Fig. 1. Generation of a 3D anatomical atlas of the mid-gestation foetal brain.

a Paired histological sections and simplified anatomical annotations were divided into 256 $\times$ 256 random patches (n = 1000) for model training. Patches were quality-checked prior to selection to ensure good overlap between labels and anatomy and no tissue damage. b Pix2pix model architecture showing a U-Net generator coupled with a PatchGAN discriminator. Box sizes represent image width, height and number of filters/channels (depth) at each layer. The filters and dimensions of each layer are shown below. c Model performance was evaluated on a set of sections that were not included in the training dataset.
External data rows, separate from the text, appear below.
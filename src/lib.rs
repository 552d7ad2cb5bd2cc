//! # routeforge
//!
//! **routeforge** is an annotation-driven HTTP routing layer. Controllers
//! declare their routes and middlewares with attributes; the declarations are
//! compiled into a route table that is cached on disk and used to dispatch
//! already parsed requests through a middleware pipeline to their handlers.
//!
//! ## Overview
//!
//! - **[`declaration`]** - Route, controller and middleware metadata
//! - **[`registry`]** - Link-time registry of controllers, middlewares and functions
//! - **[`scanner`]** - Discovery of type names in a controller directory
//! - **[`compiler`]** - Compilation of declarations into the route table artifact
//! - **[`cache`]** - On-disk artifact lifecycle (build, staleness, load)
//! - **[`router`]** - Segment radix tree answering `(method, path)` lookups
//! - **[`middleware`]** - Middleware capability, pipeline and built-ins
//! - **[`controller`]** - Controller contract, request context and response helpers
//! - **[`dispatcher`]** - Request lifecycle and the [`handle`] entry point
//! - **[`hot_reload`]** - Table rebuilds on controller changes
//!
//! ### Request Handling Flow
//!
//! ```mermaid
//! sequenceDiagram
//!     participant Caller
//!     participant Dispatcher
//!     participant Cache as RouteCache
//!     participant Table as RouteTable
//!     participant Pipeline as Middleware Pipeline
//!     participant Controller
//!
//!     Caller->>Dispatcher: dispatch(request)
//!     Dispatcher->>Cache: ensure(false)
//!     Cache-->>Dispatcher: rebuilt if missing or stale
//!     Dispatcher->>Cache: load()
//!     Cache-->>Dispatcher: RouteTable
//!     Dispatcher->>Table: lookup(method, path)
//!     alt NotFound
//!         Dispatcher-->>Caller: not-found response
//!     else MethodNotAllowed
//!         Dispatcher-->>Caller: 405 + Allow
//!     else Found
//!         Dispatcher->>Pipeline: class, then method middlewares
//!         Pipeline->>Controller: set_request_context + invoke(method, captures)
//!         Controller-->>Pipeline: Response
//!         Pipeline-->>Caller: Response
//!     end
//! ```
//!
//! ## Quick Start
//!
//! ```rust,ignore
//! use routeforge::{controller, ControllerBase, Request, Response};
//! use serde_json::json;
//!
//! #[derive(Default)]
//! pub struct UserController {
//!     base: ControllerBase,
//! }
//!
//! #[controller("api/user", context = base)]
//! #[middleware(SetHeader("X-Service", "users"))]
//! impl UserController {
//!     #[route(GET, "{id}")]
//!     pub fn get_user(&self, id: u64) -> Response {
//!         self.base.json(&json!({ "id": id }), 200)
//!     }
//! }
//!
//! let response = routeforge::handle(
//!     "var/cache",
//!     "src/controllers",
//!     Request::new(http::Method::GET, "/api/user/42"),
//!     Response::error(404, "Not Found"),
//!     None,
//!     vec![],
//! );
//! ```
//!
//! ## Cache Artifact
//!
//! The compiled table lives at `<cache_dir>/routing/route-table.jsonl`: a
//! comment header followed by one JSON route per line. It is rebuilt when
//! missing, when forced, or when an [`Extension`] reports it stale.

extern crate self as routeforge;

pub mod cache;
pub mod cli;
pub mod compiler;
pub mod config;
pub mod controller;
pub mod declaration;
pub mod dispatcher;
pub mod error;
pub mod extension;
pub mod hot_reload;
pub mod logging;
pub mod message;
pub mod middleware;
pub mod registry;
pub mod router;
pub mod scanner;
pub mod template;

#[doc(hidden)]
pub use inventory;
pub use routeforge_macros::controller;

pub use cache::RouteCache;
pub use compiler::{CompiledRoute, DispatchTarget};
pub use controller::{
    AcceptsContext, Controller, ControllerBase, ControllerContext, IntoHandlerResult, InvokeError,
};
pub use declaration::{
    ControllerDeclaration, HttpMethod, MiddlewareArg, MiddlewareDeclaration, RouteDeclaration,
};
pub use dispatcher::{build_routing_cache, handle, Dispatcher};
pub use error::{Error, Result};
pub use extension::{Extension, StaleSourcesExtension};
pub use message::{Request, Response};
pub use middleware::{Middleware, MiddlewareError, Next};
pub use registry::Registry;
pub use router::{Lookup, RouteTable};
pub use template::{MiniJinjaEngine, TemplateEngine, TemplateError};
Checkerboard occlusions are shown with the original section, occluded patch predictions are shown using the trained model after a given number of iterations. d The trained model was used to replace RGB values of outlying pixels with synthetic estimates. Top row: original sections spaced throughout the cerebral hemisphere with automatically identified outlier pixels outlined in grey. Bottom row, repaired sections. e Repaired sections were aligned via linear, affine and iterative nonlinear registrations (see “Methods”) to create a 3D volume with a final isotropic resolution of 150 µm. Right: Cut-planes illustrate internal structures after each stage of reconstruction. The reconstructed tissue label volume is shown in Supplementary Fig. S4. VZ: ventricular zone. f The outer (pial) and inner (subplate) cortical plate boundaries were extracted as surface tessellations. The μBrain cortical labels were projected onto the surface vertices to form the final cortical atlas (see Supplementary Fig. S4). Cortical areas correspond to matched LMD microarray data (Supplementary Data S4 and Supplementary Fig. S4d). g Partial reconstructions of EOMES, FOXP1 and GRIK2 ISH data. ISH-stained sections were registered to the nearest Nissl-stained sections and aligned to the μBrain volume. Top row: selected axial and coronal sections of the μBrain volume and corresponding tissue labels with ISH expression of three developmental genes: EOMES, FOXP1 and GRIK2 overlaid. Expression intensity was derived from false-colour, semi-quantitative maps of gene expression. Bottom row: average expression intensity within each tissue or brain structure based on μBrain tissue labels. Averages were calculated only within sections where ISH was available for each gene. Source data are provided as a Source Data file.